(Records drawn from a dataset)
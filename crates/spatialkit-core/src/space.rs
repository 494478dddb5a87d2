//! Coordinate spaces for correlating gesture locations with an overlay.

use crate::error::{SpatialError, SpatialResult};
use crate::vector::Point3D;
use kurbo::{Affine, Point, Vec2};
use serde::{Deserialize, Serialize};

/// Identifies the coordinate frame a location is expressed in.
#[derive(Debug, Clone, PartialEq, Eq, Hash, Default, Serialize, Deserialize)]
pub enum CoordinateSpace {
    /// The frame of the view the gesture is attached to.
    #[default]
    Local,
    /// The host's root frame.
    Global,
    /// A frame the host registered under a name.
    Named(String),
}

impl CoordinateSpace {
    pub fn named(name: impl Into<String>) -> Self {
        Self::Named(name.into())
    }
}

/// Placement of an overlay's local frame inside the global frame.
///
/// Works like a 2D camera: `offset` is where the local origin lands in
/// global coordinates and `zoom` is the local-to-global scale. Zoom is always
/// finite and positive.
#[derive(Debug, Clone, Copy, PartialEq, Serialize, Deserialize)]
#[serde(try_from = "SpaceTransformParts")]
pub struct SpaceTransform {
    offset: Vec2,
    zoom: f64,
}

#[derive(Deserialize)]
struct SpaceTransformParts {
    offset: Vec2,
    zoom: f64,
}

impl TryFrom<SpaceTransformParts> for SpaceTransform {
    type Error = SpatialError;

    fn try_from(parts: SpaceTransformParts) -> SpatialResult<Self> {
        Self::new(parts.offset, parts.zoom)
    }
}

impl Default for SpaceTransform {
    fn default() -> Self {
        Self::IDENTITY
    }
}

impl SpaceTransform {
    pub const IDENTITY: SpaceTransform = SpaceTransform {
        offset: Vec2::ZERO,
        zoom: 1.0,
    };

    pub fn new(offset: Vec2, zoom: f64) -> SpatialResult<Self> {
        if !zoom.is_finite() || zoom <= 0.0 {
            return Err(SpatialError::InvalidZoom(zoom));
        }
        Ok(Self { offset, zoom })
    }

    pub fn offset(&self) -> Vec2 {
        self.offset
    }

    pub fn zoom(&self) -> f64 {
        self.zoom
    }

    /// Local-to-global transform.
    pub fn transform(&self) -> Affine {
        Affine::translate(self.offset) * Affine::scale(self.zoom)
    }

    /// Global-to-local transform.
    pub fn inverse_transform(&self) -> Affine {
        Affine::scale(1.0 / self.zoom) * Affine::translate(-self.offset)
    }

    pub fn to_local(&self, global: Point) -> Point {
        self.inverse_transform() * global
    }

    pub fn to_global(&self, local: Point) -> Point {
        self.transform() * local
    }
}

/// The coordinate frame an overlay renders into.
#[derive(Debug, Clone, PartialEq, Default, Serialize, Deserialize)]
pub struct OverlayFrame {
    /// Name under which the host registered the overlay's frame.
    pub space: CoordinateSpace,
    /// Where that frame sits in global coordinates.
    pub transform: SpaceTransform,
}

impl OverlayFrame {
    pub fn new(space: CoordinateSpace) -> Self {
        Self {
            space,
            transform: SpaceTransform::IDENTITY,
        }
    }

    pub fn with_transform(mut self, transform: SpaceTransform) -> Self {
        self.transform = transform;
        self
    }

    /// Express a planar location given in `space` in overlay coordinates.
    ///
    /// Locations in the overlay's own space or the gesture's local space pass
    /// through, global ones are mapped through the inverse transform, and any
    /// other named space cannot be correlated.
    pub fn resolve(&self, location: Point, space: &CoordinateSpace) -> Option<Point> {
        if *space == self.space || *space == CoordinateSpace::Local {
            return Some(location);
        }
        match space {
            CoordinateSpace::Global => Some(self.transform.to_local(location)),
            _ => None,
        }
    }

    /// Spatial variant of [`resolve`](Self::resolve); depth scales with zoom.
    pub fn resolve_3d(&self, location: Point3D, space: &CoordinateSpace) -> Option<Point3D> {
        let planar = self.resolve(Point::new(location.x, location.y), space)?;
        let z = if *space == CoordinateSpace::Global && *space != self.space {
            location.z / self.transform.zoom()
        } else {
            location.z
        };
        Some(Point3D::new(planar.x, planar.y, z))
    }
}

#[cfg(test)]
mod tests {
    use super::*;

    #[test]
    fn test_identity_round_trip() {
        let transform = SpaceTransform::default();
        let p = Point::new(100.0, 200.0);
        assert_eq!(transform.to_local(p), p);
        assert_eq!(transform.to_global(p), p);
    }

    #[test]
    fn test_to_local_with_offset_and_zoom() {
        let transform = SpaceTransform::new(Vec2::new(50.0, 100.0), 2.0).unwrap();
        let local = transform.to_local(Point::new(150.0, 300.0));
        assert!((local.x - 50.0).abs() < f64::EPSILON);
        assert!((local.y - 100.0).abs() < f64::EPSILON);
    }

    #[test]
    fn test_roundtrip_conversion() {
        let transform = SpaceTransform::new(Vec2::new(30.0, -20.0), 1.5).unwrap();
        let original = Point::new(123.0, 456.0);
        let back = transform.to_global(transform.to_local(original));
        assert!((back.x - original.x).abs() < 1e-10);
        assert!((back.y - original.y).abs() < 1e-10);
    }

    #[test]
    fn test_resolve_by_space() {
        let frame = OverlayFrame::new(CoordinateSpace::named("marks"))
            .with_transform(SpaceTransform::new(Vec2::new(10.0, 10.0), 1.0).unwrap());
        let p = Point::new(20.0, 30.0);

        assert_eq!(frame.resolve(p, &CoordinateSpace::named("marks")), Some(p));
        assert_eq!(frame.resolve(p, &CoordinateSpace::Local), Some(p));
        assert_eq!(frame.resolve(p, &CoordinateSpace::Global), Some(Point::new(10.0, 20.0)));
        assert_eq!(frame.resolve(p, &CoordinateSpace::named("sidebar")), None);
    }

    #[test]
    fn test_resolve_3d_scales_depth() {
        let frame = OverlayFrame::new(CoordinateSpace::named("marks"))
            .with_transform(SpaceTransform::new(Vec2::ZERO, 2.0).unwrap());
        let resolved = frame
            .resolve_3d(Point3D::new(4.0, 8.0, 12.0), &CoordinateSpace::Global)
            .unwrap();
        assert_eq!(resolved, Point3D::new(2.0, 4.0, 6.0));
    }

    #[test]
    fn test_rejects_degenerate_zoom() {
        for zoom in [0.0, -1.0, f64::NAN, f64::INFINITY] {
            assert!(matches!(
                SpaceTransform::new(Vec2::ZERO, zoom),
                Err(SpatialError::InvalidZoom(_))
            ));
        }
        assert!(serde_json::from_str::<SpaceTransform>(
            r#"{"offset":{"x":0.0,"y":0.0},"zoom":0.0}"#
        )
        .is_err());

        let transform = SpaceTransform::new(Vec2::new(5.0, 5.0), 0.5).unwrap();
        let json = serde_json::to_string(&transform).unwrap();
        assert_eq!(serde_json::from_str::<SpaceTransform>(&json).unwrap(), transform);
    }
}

* * *

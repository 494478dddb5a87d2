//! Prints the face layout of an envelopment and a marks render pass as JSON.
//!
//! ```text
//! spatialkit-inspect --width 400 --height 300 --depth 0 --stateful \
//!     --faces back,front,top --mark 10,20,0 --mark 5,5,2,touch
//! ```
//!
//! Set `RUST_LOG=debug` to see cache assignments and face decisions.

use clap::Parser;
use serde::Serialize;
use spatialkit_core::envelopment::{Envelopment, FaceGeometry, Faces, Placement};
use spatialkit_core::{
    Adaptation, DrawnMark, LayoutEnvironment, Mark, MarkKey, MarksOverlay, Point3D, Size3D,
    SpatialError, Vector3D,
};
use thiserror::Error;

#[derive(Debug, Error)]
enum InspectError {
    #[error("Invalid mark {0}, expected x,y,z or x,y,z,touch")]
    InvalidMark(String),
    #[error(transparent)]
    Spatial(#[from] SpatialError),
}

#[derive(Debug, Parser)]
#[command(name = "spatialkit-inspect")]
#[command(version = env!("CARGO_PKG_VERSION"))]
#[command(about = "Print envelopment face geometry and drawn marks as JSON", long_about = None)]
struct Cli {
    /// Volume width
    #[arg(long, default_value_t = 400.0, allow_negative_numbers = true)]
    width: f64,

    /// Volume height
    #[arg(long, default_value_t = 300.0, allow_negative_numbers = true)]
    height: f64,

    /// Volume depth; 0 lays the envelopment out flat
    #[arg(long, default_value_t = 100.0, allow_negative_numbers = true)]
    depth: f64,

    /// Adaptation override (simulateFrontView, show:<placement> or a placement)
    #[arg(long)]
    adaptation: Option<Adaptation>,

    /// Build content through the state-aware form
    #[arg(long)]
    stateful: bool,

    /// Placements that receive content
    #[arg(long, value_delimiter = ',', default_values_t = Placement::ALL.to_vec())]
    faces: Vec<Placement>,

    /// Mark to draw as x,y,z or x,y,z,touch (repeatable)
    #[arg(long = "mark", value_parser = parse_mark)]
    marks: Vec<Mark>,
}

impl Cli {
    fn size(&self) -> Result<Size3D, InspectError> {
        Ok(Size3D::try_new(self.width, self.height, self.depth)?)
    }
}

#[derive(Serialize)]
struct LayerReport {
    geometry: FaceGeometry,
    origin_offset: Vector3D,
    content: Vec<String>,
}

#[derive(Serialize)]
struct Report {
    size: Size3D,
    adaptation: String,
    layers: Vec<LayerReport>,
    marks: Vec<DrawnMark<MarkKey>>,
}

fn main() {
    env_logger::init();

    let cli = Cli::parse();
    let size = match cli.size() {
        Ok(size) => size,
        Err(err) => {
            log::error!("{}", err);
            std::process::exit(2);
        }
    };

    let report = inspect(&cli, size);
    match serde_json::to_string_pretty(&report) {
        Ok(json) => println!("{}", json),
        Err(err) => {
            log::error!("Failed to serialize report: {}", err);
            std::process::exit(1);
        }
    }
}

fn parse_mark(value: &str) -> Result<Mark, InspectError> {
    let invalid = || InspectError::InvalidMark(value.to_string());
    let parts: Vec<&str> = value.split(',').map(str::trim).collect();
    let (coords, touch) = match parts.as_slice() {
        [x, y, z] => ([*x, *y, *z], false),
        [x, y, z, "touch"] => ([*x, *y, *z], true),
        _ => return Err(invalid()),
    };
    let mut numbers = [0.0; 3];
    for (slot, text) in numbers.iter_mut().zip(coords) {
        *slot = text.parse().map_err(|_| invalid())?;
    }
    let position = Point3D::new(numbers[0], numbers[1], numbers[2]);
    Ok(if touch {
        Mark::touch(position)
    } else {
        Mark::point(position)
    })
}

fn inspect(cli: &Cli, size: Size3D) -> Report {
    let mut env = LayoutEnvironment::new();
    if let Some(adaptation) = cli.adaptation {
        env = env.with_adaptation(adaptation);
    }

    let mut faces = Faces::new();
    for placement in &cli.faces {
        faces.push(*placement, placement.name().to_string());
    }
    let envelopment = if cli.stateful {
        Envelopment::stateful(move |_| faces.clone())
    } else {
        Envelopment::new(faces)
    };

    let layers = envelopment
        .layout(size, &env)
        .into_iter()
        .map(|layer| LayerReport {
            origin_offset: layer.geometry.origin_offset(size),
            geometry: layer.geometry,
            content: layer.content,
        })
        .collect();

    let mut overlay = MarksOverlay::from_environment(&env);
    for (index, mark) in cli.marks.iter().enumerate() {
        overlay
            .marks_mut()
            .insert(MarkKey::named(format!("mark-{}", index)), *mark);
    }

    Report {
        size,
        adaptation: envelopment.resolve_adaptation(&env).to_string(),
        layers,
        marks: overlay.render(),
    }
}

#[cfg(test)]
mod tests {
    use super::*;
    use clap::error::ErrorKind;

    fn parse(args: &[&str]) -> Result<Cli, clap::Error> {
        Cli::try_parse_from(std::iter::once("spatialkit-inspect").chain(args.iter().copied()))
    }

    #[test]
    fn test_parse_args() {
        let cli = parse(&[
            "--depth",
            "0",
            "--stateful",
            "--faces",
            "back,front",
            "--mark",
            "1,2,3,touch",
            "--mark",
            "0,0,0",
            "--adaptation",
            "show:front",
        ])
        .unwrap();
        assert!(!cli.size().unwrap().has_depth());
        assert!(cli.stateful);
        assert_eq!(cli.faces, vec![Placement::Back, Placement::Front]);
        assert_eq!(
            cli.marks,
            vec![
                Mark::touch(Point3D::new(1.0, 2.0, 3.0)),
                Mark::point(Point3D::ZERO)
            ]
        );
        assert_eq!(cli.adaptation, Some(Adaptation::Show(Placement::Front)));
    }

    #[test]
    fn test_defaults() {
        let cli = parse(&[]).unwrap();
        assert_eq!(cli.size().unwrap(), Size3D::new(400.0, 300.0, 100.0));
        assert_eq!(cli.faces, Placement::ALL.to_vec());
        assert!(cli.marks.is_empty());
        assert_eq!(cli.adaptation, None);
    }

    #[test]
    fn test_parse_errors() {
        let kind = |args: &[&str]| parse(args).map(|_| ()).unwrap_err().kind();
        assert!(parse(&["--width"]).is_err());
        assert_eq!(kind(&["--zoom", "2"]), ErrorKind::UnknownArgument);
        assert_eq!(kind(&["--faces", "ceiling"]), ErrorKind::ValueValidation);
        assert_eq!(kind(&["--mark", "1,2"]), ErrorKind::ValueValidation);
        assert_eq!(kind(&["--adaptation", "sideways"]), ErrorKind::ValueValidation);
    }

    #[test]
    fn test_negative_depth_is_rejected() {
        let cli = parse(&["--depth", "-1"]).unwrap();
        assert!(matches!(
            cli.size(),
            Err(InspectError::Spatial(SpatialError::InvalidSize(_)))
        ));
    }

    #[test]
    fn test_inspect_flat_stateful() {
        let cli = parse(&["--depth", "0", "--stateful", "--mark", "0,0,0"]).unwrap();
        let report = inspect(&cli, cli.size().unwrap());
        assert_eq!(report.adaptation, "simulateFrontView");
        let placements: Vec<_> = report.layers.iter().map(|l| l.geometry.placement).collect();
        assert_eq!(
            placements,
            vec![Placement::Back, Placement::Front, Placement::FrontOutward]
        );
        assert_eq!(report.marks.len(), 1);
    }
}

[What is being asked]
Please reproduce the lines from the line with "filename crates/spatialkit-core/src/space.rs" to the line with "type Error = SpatialError;", both ends included, exactly as they appear above.

[Reply]
filename crates/spatialkit-core/src/space.rs
repository 494478dddb5a87d2
//! Coordinate spaces for correlating gesture locations with an overlay.

use crate::error::{SpatialError, SpatialResult};
use crate::vector::Point3D;
use kurbo::{Affine, Point, Vec2};
use serde::{Deserialize, Serialize};

/// Identifies the coordinate frame a location is expressed in.
#[derive(Debug, Clone, PartialEq, Eq, Hash, Default, Serialize, Deserialize)]
pub enum CoordinateSpace {
    /// The frame of the view the gesture is attached to.
    #[default]
    Local,
    /// The host's root frame.
    Global,
    /// A frame the host registered under a name.
    Named(String),
}

impl CoordinateSpace {
    pub fn named(name: impl Into<String>) -> Self {
        Self::Named(name.into())
    }
}

/// Placement of an overlay's local frame inside the global frame.
///
/// Works like a 2D camera: `offset` is where the local origin lands in
/// global coordinates and `zoom` is the local-to-global scale. Zoom is always
/// finite and positive.
#[derive(Debug, Clone, Copy, PartialEq, Serialize, Deserialize)]
#[serde(try_from = "SpaceTransformParts")]
pub struct SpaceTransform {
    offset: Vec2,
    zoom: f64,
}

#[derive(Deserialize)]
struct SpaceTransformParts {
    offset: Vec2,
    zoom: f64,
}

impl TryFrom<SpaceTransformParts> for SpaceTransform {
    type Error = SpatialError;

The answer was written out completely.